2015
Most of the time I remember only fragments of my dreams, just one or two images, maybe the thread of plot, but I awake swollen with the emotion of it. I wake with the taste of sadness, or love. Sometimes I dream the same dream over and over all night, always waking at the same place. I often wake myself with the word I spent my whole dream trying to enunciate, but instead of help it sounds like hnnnnuh. I will carry a bad dream for a day, sometimes two, unable to leave that murky world that exists on the other side of awake. My boyfriend thinks it is unfair that I tend to blame him for actions he performed only in my dreams. I tell him my dream is a microcosm of my thoughts and unresolved feelings, therefore I can blame him. I think I must be a very hard person to live with.
2009
My big boy didn’t even have a bed at his father’s, so he thought this idea of sleeping in his own room at my house was exasperating and ridiculous, not that he used those words. I was trying to stop dancing him to sleep every night, so I laid down in bed next to him, curling my five feet seven frame to fit in the four-foot-long toddler bed. It was a good thing I didn’t weigh much. He rested his head on my shoulder, his arm across my body, fingers tucked in underneath my side. His light-brown hair smelled like boy-child, like his very own person, like mine. I hated when he came home smelling like Daddy’s house, or when his hair kept the musty smell of church, or the powdery smell of Grandma Kathy. To help him fall asleep, I told him a story I crafted off the top of my head about a pet guinea pig—our agreed-upon reward for when he finally slept in his own room all night long. I made up grand adventures for the pig and the boy until my son fell asleep. The pig went to playgrounds, got pulled around in a little red wagon. The pig went to nursery school. Half the time I fell asleep beside my son in that tiny bed, exhausted from his constant night waking. But it was not always this ideal. Some nights consisted of stories and songs and creeping downstairs only to hear him cry, “Mama!” as soon as my foot hit the bottom step. Many nights were filled with his tears and my begging him to please, just this once, couldn’t he go to sleep?

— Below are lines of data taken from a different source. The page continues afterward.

use std::{fs, path::Path};

use serde::{Deserialize, Serialize};
use tilesearch_core::SearchConfig;

use crate::{Heuristic, IdentityScheme, PuzzleError};

const DEFAULT_BENCH_CONFIG_YAML: &str = include_str!("../config/bench.default.yaml");

/// Settings for one benchmark run: how many starts, which heuristics, and how
/// many workers to fan the searches out to.
#[derive(Debug, Clone, PartialEq, Serialize, Deserialize)]
#[serde(default)]
pub struct BenchmarkConfig {
    /// Number of random solvable start boards; each is solved once per heuristic.
    pub puzzles: usize,
    /// Worker threads. `0` runs every search on the calling thread.
    pub workers: usize,
    pub seed: u64,
    pub heuristics: Vec<Heuristic>,
    pub identity: IdentityScheme,
    pub search: SearchConfig,
}

impl Default for BenchmarkConfig {
    fn default() -> Self {
        BenchmarkConfig {
            puzzles: 15,
            workers: 4,
            seed: 7,
            heuristics: vec![
                Heuristic::MisplacedTiles,
                Heuristic::Manhattan,
                Heuristic::ManhattanReversals,
            ],
            identity: IdentityScheme::WithPathCost,
            search: SearchConfig::default(),
        }
    }
}

impl BenchmarkConfig {
    /// Parse a benchmark config from YAML text.
    pub fn from_yaml_str(yaml: &str) -> Result<Self, PuzzleError> {
        let config: BenchmarkConfig = serde_yaml::from_str(yaml)?;
        config.validate()?;
        Ok(config)
    }

    /// Parse a benchmark config from a YAML file path.
    pub fn from_yaml_path(path: impl AsRef<Path>) -> Result<Self, PuzzleError> {
        let yaml = fs::read_to_string(path)?;
        Self::from_yaml_str(&yaml)
    }

    /// Return the default YAML config included with this crate.
    pub fn default_yaml() -> &'static str {
        DEFAULT_BENCH_CONFIG_YAML
    }

    /// Parse the default YAML config included with this crate.
    pub fn from_default_yaml() -> Result<Self, PuzzleError> {
        Self::from_yaml_str(Self::default_yaml())
    }

    pub fn validate(&self) -> Result<(), PuzzleError> {
        if self.puzzles == 0 {
            return Err(PuzzleError::InvalidConfig(
                "puzzles must be greater than 0".to_string(),
            ));
        }
        if self.heuristics.is_empty() {
            return Err(PuzzleError::InvalidConfig(
                "at least one heuristic is required".to_string(),
            ));
        }
        for (i, heuristic) in self.heuristics.iter().enumerate() {
            if self.heuristics[..i].contains(heuristic) {
                return Err(PuzzleError::InvalidConfig(format!(
                    "heuristic '{heuristic}' is listed twice"
                )));
            }
        }
        self.search.validate()?;
        Ok(())
    }

    /// Queue capacity for a generated batch: one job per puzzle and heuristic.
    pub fn queue_capacity(&self) -> usize {
        self.queue_capacity_for(self.puzzles * self.heuristics.len())
    }

    /// Queue capacity that lets `jobs` plus one sentinel per worker be enqueued
    /// before anyone drains the queue.
    pub fn queue_capacity_for(&self, jobs: usize) -> usize {
        jobs + self.workers + 1
    }
}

How do you tell an unbearable story? If I don’t write it down, maybe he will forget the time he wouldn’t go to sleep and I was screaming and he was crying and it was eleven at night and I swatted his bottom through his pajamas once, twice, before I left him sobbing alone in bed, retreating to the porch and dragging the sharp biting smoke of a cigarette deep into my lungs. I needed the smoke to burn me, I needed the ten-minute break to return to who I meant to be. I went back upstairs and held my little boy and told him I was sorry and that he was good and it wasn’t his fault and I held him and rocked him until he fell asleep. He was four years old and this was wrong and I knew better. I knew better because I remembered what it was like to be small and scared in the dark. I never hit him again, and when I ask him about it now, he doesn’t remember it happening. That isn’t enough to absolve me.
2015
“Mama, I can’t sleep,” my oldest child, now ten years old, says.
“Honey, I can’t make you sleep. This is something you have to figure out on your own,” I answer. “I’m not a good sleeper, either. I used to sing songs in my head. You are going to have to find something that works for you.”
“Well, if I can’t sleep, can I read?”
“As long as you don’t wake up your brother and stay in bed, you can read as long as you want.”
Should I have sleep-trained him as a baby, like some of my friends did with their infants, forcing him to cry alone in a crib until he learned to soothe himself? I didn’t have the heart for it. Had all of my bedtime ministrations left him permanently sleep-scarred? Slowly, I have backed away at bedtime. This is the first year I no longer sing lullabies, though I still read a chapter of Diary of a Wimpy Kid to my seven-year-old every night. I’ve outsourced bedtime to the iPod, and let them play talking books on repeat. Now, unless they are sick, once the boys fall asleep, they stay asleep until morning. It’s been years since a nightmare has sent them racing for my bedroom door. If one does have a bad dream, he walks across the bedroom to his brother’s bed and lies down beside him and falls back asleep. Maybe I should encourage them to wake me up instead, I don’t know. I don’t know the first thing about sleep.